Given a set of training models D ═ D1,D2...Dl-1G is a measure of blur on D, the function h: D → R+The Choquet integral for g is:
Figure BDA0002896342650000107
wherein h (D) is not less than 01)≤h(D2)≤...≤h(Dl-1)≤1,h(D0)=0,
Figure BDA0002896342650000108
g(A0) The order in the equation may also be from large to small, but the integrand correspondingly becomes (h (D)i-1)-h(Di)).

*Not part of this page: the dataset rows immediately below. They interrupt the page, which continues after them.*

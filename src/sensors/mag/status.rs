use std::fmt;

use super::registry;

/// Champs du registre STATUS_REG
#[derive(Clone, Copy, Debug, Default, PartialEq, Eq)]
pub(crate) struct StatusFlags {
    /// X, Y, Z : données écrasées ?
    pub zyxor: bool,
    pub zor: bool,
    pub yor: bool,
    pub xor: bool,
    /// X, Y, Z : nouvelles données disponibles ?
    pub zyxda: bool,
    pub zda: bool,
    pub yda: bool,
    pub xda: bool,
}

fn bit(value: u8, bit: u8) -> bool {
    value & (1 << bit) != 0
}

impl From<u8> for StatusFlags {
    fn from(value: u8) -> Self {
        StatusFlags {
            zyxor: bit(value, registry::STATUS_ZYXOR_BIT),
            zor: bit(value, registry::STATUS_ZOR_BIT),
            yor: bit(value, registry::STATUS_YOR_BIT),
            xor: bit(value, registry::STATUS_XOR_BIT),
            zyxda: bit(value, registry::STATUS_ZYXDA_BIT),
            zda: bit(value, registry::STATUS_ZDA_BIT),
            yda: bit(value, registry::STATUS_YDA_BIT),
            xda: bit(value, registry::STATUS_XDA_BIT),
        }
    }
}

impl fmt::Display for StatusFlags {
    fn fmt(&self, f: &mut fmt::Formatter<'_>) -> fmt::Result {
        write!(
            f,
            "zyxor={} zor={} yor={} xor={} zyxda={} zda={} yda={} xda={}",
            self.zyxor as u8,
            self.zor as u8,
            self.yor as u8,
            self.xor as u8,
            self.zyxda as u8,
            self.zda as u8,
            self.yda as u8,
            self.xda as u8
        )
    }
}

#[cfg(test)]
mod tests {
    use super::*;

    #[test]
    fn overrun_and_x_ready() {
        let flags = StatusFlags::from(0b1000_0001);

        assert_eq!(
            flags,
            StatusFlags { zyxor: true, xda: true, ..StatusFlags::default() }
        );
    }

    #[test]
    fn empty_status() {
        assert_eq!(StatusFlags::from(0x00), StatusFlags::default());
    }

    #[test]
    fn every_bit_maps_to_one_flag() {
        for shift in 0..8 {
            let flags = StatusFlags::from(1u8 << shift);
            let set = [
                flags.xda, flags.yda, flags.zda, flags.zyxda, flags.xor, flags.yor, flags.zor, flags.zyxor,
            ];

            for (index, value) in set.iter().enumerate() {
                assert_eq!(*value, index == shift, "bit {} flag {}", shift, index);
            }
        }
    }
}
//! LIS3MDL simulé : banc de registres en mémoire, injection d'erreurs et
//! journal des opérations. Sert aux tests et à la feature `fake-sensors`.

use std::cell::RefCell;
use std::collections::VecDeque;
use std::rc::Rc;

use super::registry;
use crate::actuators::power::PowerLine;
use crate::i2c::{Bus, FaultCode};

const REGISTER_SPACE: usize = 0x40;

#[cfg(test)]
#[derive(Debug, Clone, PartialEq, Eq)]
pub(crate) enum Operation {
    Scan,
    Read { register: u8, len: usize },
    Write { register: u8, value: u8 },
}

struct State {
    address: u16,
    present: bool,
    powered: bool,
    registers: [u8; REGISTER_SPACE],
    faults: VecDeque<FaultCode>,
    targeted: Vec<(u8, FaultCode)>,
    #[cfg(test)]
    operations: Vec<Operation>,
    #[cfg(test)]
    power_cycles: u32,
    #[cfg(feature = "fake-sensors")]
    noise: bool,
}

impl State {
    fn reset(&mut self) {
        self.registers = [0; REGISTER_SPACE];
        for (register, value) in registry::POWER_ON_DEFAULTS {
            self.registers[register as usize] = value;
        }
    }

    fn take_fault(&mut self, register: Option<u8>) -> Result<(), FaultCode> {
        let targeted = register.and_then(|register| {
            let register = register & !registry::AUTO_INCREMENT;
            let index = self.targeted.iter().position(|(target, _)| *target == register)?;
            Some(self.targeted.remove(index).1)
        });
        if let Some(fault) = targeted {
            return Err(fault);
        }

        match self.faults.pop_front() {
            Some(fault) => Err(fault),
            None if !self.powered => Err(FaultCode::Nack),
            None => Ok(()),
        }
    }

    #[cfg(feature = "fake-sensors")]
    fn before_read(&mut self, start: usize) {
        if self.noise && start == registry::OUT_X_L as usize {
            self.refresh_outputs();
        }
    }

    #[cfg(not(feature = "fake-sensors"))]
    fn before_read(&mut self, _start: usize) {}

    #[cfg(feature = "fake-sensors")]
    fn refresh_outputs(&mut self) {
        use rand::Rng;

        let mut rng = rand::thread_rng();
        for axis in 0..3 {
            let value: i16 = rng.gen_range(-3000..3000);
            let [low, high] = value.to_le_bytes();
            self.registers[registry::OUT_X_L as usize + axis * 2] = low;
            self.registers[registry::OUT_X_L as usize + axis * 2 + 1] = high;
        }
        self.registers[registry::STATUS_REG as usize] = 0x0F;
    }
}

/// Bus partagé : les clones observent le même capteur
#[derive(Clone)]
pub(crate) struct SimulatedBus {
    state: Rc<RefCell<State>>,
}

impl SimulatedBus {
    /// Capteur présent à son adresse par défaut, registres à leurs valeurs de mise sous tension
    pub(crate) fn lis3mdl() -> Self {
        let mut state = State {
            address: registry::LIS3MDL_MAG_ADDR,
            present: true,
            powered: true,
            registers: [0; REGISTER_SPACE],
            faults: VecDeque::new(),
            targeted: Vec::new(),
            #[cfg(test)]
            operations: Vec::new(),
            #[cfg(test)]
            power_cycles: 0,
            #[cfg(feature = "fake-sensors")]
            noise: false,
        };
        state.reset();

        SimulatedBus { state: Rc::new(RefCell::new(state)) }
    }

    /// Génère des mesures aléatoires à chaque lecture des sorties
    #[cfg(feature = "fake-sensors")]
    pub(crate) fn with_noise(self) -> Self {
        self.state.borrow_mut().noise = true;
        self
    }

    #[cfg(test)]
    pub(crate) fn set_present(&self, present: bool) {
        self.state.borrow_mut().present = present;
    }

    #[cfg(test)]
    pub(crate) fn set_register(&self, register: u8, value: u8) {
        self.state.borrow_mut().registers[register as usize] = value;
    }

    #[cfg(test)]
    pub(crate) fn register(&self, register: u8) -> u8 {
        self.state.borrow().registers[register as usize]
    }

    #[cfg(test)]
    pub(crate) fn set_sample(&self, x: i16, y: i16, z: i16) {
        for (offset, value) in [x, y, z].into_iter().enumerate() {
            let [low, high] = value.to_le_bytes();
            self.set_register(registry::OUT_X_L + offset as u8 * 2, low);
            self.set_register(registry::OUT_X_L + offset as u8 * 2 + 1, high);
        }
    }

    /// La prochaine transaction échoue avec cette erreur
    #[cfg(test)]
    pub(crate) fn fail_next(&self, fault: FaultCode) {
        self.state.borrow_mut().faults.push_back(fault);
    }

    /// Le prochain accès à ce registre échoue avec cette erreur
    #[cfg(test)]
    pub(crate) fn fail_register(&self, register: u8, fault: FaultCode) {
        self.state.borrow_mut().targeted.push((register, fault));
    }

    #[cfg(test)]
    pub(crate) fn operations(&self) -> Vec<Operation> {
        self.state.borrow().operations.clone()
    }

    #[cfg(test)]
    pub(crate) fn power_cycles(&self) -> u32 {
        self.state.borrow().power_cycles
    }

    /// Ligne d'alimentation reliée à ce capteur
    pub(crate) fn power_line(&self) -> SimulatedPower {
        SimulatedPower { state: self.state.clone() }
    }
}

impl Bus for SimulatedBus {
    fn read_from(&mut self, device: u16, register: u8, buffer: &mut [u8]) -> Result<(), FaultCode> {
        let mut state = self.state.borrow_mut();
        #[cfg(test)]
        state.operations.push(Operation::Read { register, len: buffer.len() });
        state.take_fault(Some(register))?;

        if !state.present || device != state.address {
            return Err(FaultCode::Nack);
        }

        let start = (register & !registry::AUTO_INCREMENT) as usize;

        state.before_read(start);

        for (offset, byte) in buffer.iter_mut().enumerate() {
            *byte = state.registers[(start + offset) % REGISTER_SPACE];
        }

        Ok(())
    }

    fn write_to(&mut self, device: u16, register: u8, data: &[u8]) -> Result<(), FaultCode> {
        let mut state = self.state.borrow_mut();
        #[cfg(test)]
        for (offset, value) in data.iter().enumerate() {
            state.operations.push(Operation::Write { register: register + offset as u8, value: *value });
        }
        state.take_fault(Some(register))?;

        if !state.present || device != state.address {
            return Err(FaultCode::Nack);
        }

        let start = (register & !registry::AUTO_INCREMENT) as usize;
        for (offset, value) in data.iter().enumerate() {
            state.registers[(start + offset) % REGISTER_SPACE] = *value;
        }

        Ok(())
    }

    fn scan(&mut self) -> Result<Vec<u16>, FaultCode> {
        let mut state = self.state.borrow_mut();
        #[cfg(test)]
        state.operations.push(Operation::Scan);
        state.take_fault(None)?;

        if state.present && state.powered {
            Ok(vec![state.address])
        } else {
            Ok(Vec::new())
        }
    }
}

/// Alimentation simulée : un redémarrage remet les registres à leurs valeurs par défaut
pub(crate) struct SimulatedPower {
    state: Rc<RefCell<State>>,
}

impl PowerLine for SimulatedPower {
    fn assert_power(&mut self) {
        let mut state = self.state.borrow_mut();
        if !state.powered {
            state.reset();
            #[cfg(test)]
            {
                state.power_cycles += 1;
            }
        }
        state.powered = true;
    }

    fn deassert_power(&mut self) {
        self.state.borrow_mut().powered = false;
    }
}
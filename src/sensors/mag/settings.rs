use clap::ValueEnum;

use super::registry;
use super::MagError;

/// Mode de performance des axes X et Y (CTRL_REG1, bits 6-5)
#[derive(Debug, Clone, Copy, PartialEq, Eq, ValueEnum)]
pub(crate) enum XyPerformance {
    LowPower,
    Medium,
    High,
    UltraHigh,
}

impl XyPerformance {
    pub(crate) fn bits(self) -> u8 {
        (self as u8) << registry::XY_PERF_SHIFT
    }
}

/// Mode de performance de l'axe Z (CTRL_REG4, bits 3-2)
#[derive(Debug, Clone, Copy, PartialEq, Eq, ValueEnum)]
pub(crate) enum ZPerformance {
    LowPower,
    Medium,
    High,
    UltraHigh,
}

impl ZPerformance {
    pub(crate) fn bits(self) -> u8 {
        (self as u8) << registry::Z_PERF_SHIFT
    }
}

/// Fréquence de sortie des données (CTRL_REG1, bits 4-2)
#[derive(Debug, Clone, Copy, PartialEq, Eq, ValueEnum)]
pub(crate) enum DataRate {
    #[value(name = "0.625")]
    Hz0_625,
    #[value(name = "1.25")]
    Hz1_25,
    #[value(name = "2.5")]
    Hz2_5,
    #[value(name = "5")]
    Hz5,
    #[value(name = "10")]
    Hz10,
    #[value(name = "20")]
    Hz20,
    #[value(name = "40")]
    Hz40,
    #[value(name = "80")]
    Hz80,
}

impl DataRate {
    pub(crate) fn bits(self) -> u8 {
        (self as u8) << registry::DATA_RATE_SHIFT
    }
}

/// Pleine échelle (CTRL_REG2, bits 6-5)
#[derive(Debug, Clone, Copy, PartialEq, Eq)]
pub(crate) enum Sensitivity {
    Gauss4,
    Gauss8,
    Gauss12,
    Gauss16,
}

impl Sensitivity {
    pub(crate) fn bits(self) -> u8 {
        (self as u8) << registry::SENSITIVITY_SHIFT
    }

    /// Retrouve la pleine échelle depuis la valeur de CTRL_REG2
    pub(crate) fn from_register(value: u8) -> Self {
        match (value & registry::CTRL_REG2_SENSITIVITY_MASK) >> registry::SENSITIVITY_SHIFT {
            0 => Sensitivity::Gauss4,
            1 => Sensitivity::Gauss8,
            2 => Sensitivity::Gauss12,
            _ => Sensitivity::Gauss16,
        }
    }

    pub(crate) fn gauss(self) -> u8 {
        match self {
            Sensitivity::Gauss4 => 4,
            Sensitivity::Gauss8 => 8,
            Sensitivity::Gauss12 => 12,
            Sensitivity::Gauss16 => 16,
        }
    }
}

impl TryFrom<u8> for Sensitivity {
    type Error = MagError;

    fn try_from(gauss: u8) -> Result<Self, Self::Error> {
        match gauss {
            4 => Ok(Sensitivity::Gauss4),
            8 => Ok(Sensitivity::Gauss8),
            12 => Ok(Sensitivity::Gauss12),
            16 => Ok(Sensitivity::Gauss16),
            other => Err(MagError::InvalidConfiguration(format!(
                "no full-scale range of ±{} gauss (expected 4, 8, 12 or 16)",
                other
            ))),
        }
    }
}

/// LSB par gauss pour une pleine échelle donnée
pub(crate) fn scale_for(sensitivity: Sensitivity) -> u16 {
    match sensitivity {
        Sensitivity::Gauss4 => 6842,
        Sensitivity::Gauss8 => 3421,
        Sensitivity::Gauss12 => 2281,
        Sensitivity::Gauss16 => 1711,
    }
}

/// Mode de fonctionnement (CTRL_REG3, bits 1-0)
#[derive(Debug, Clone, Copy, PartialEq, Eq, ValueEnum)]
pub(crate) enum OperatingMode {
    Continuous,
    Single,
    PowerDown,
}

impl OperatingMode {
    pub(crate) fn bits(self) -> u8 {
        self as u8
    }
}

/// Paramètres appliqués par `Lis3mdl::configure`
#[derive(Debug, Clone, Copy, PartialEq, Eq)]
pub(crate) struct Settings {
    pub xy_performance: XyPerformance,
    pub z_performance: ZPerformance,
    pub data_rate: DataRate,
    pub sensitivity: Sensitivity,
}
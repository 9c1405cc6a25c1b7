use nalgebra::Vector3;
use std::fmt;

use super::settings::{scale_for, Sensitivity};

const NANOTESLA_PER_GAUSS: f32 = 100_000.0;

/// Assemble un entier 16 bits signé (complément à deux) depuis ses deux octets
pub(crate) fn assemble(low: u8, high: u8) -> i16 {
    ((high as i16) << 8) | low as i16
}

/// Valeur d'un axe
#[derive(Clone, Copy, Debug, PartialEq)]
pub(crate) struct AxisReading {
    pub raw: i16,
    pub gauss: f32,
    pub nanotesla: f32,
}

impl AxisReading {
    pub(crate) fn from_raw(raw: i16, sensitivity: Sensitivity) -> Self {
        let gauss = raw as f32 / scale_for(sensitivity) as f32;

        AxisReading {
            raw,
            gauss,
            nanotesla: gauss * NANOTESLA_PER_GAUSS,
        }
    }
}

/// Mesure magnétique 3 axes
#[derive(Clone, Copy, Debug, PartialEq)]
pub(crate) struct MagSample {
    pub x: AxisReading,
    pub y: AxisReading,
    pub z: AxisReading,
}

impl MagSample {
    /// Décode les 6 octets OUT_X_L..OUT_Z_H
    pub(crate) fn decode(bytes: [u8; 6], sensitivity: Sensitivity) -> Self {
        MagSample {
            x: AxisReading::from_raw(assemble(bytes[0], bytes[1]), sensitivity),
            y: AxisReading::from_raw(assemble(bytes[2], bytes[3]), sensitivity),
            z: AxisReading::from_raw(assemble(bytes[4], bytes[5]), sensitivity),
        }
    }

    pub(crate) fn raw(&self) -> Vector3<i16> {
        Vector3::new(self.x.raw, self.y.raw, self.z.raw)
    }

    pub(crate) fn nanotesla(&self) -> Vector3<f32> {
        Vector3::new(self.x.nanotesla, self.y.nanotesla, self.z.nanotesla)
    }
}

impl fmt::Display for MagSample {
    fn fmt(&self, f: &mut fmt::Formatter<'_>) -> fmt::Result {
        write!(
            f,
            "[{:.3}, {:.3}, {:.3}] gauss / [{:.3}, {:.3}, {:.3}] nT",
            self.x.gauss, self.y.gauss, self.z.gauss, self.x.nanotesla, self.y.nanotesla, self.z.nanotesla
        )
    }
}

I.e. to ensure that the integration value is not negative. And (4) calculating fuzzy integral by using the I-th data as a test sample, and classifying the sample into which model according to which model has the largest fuzzy integral value calculated corresponding to the sample. Finally, the test case is trained by the model to obtain the final analysis result.
The data visualization module represents the data in the form of a graphic image, and helps people to explore and understand complex data. The method is an important way for users to know the complex data and carry out deep analysis.
Examples
As shown in fig. 1, the present invention provides a big data based network security analysis system, which includes a data acquisition module, a data preprocessing module, a real-time online analysis module, a data storage module, a data analysis module, a model fusion module, and a data visualization module.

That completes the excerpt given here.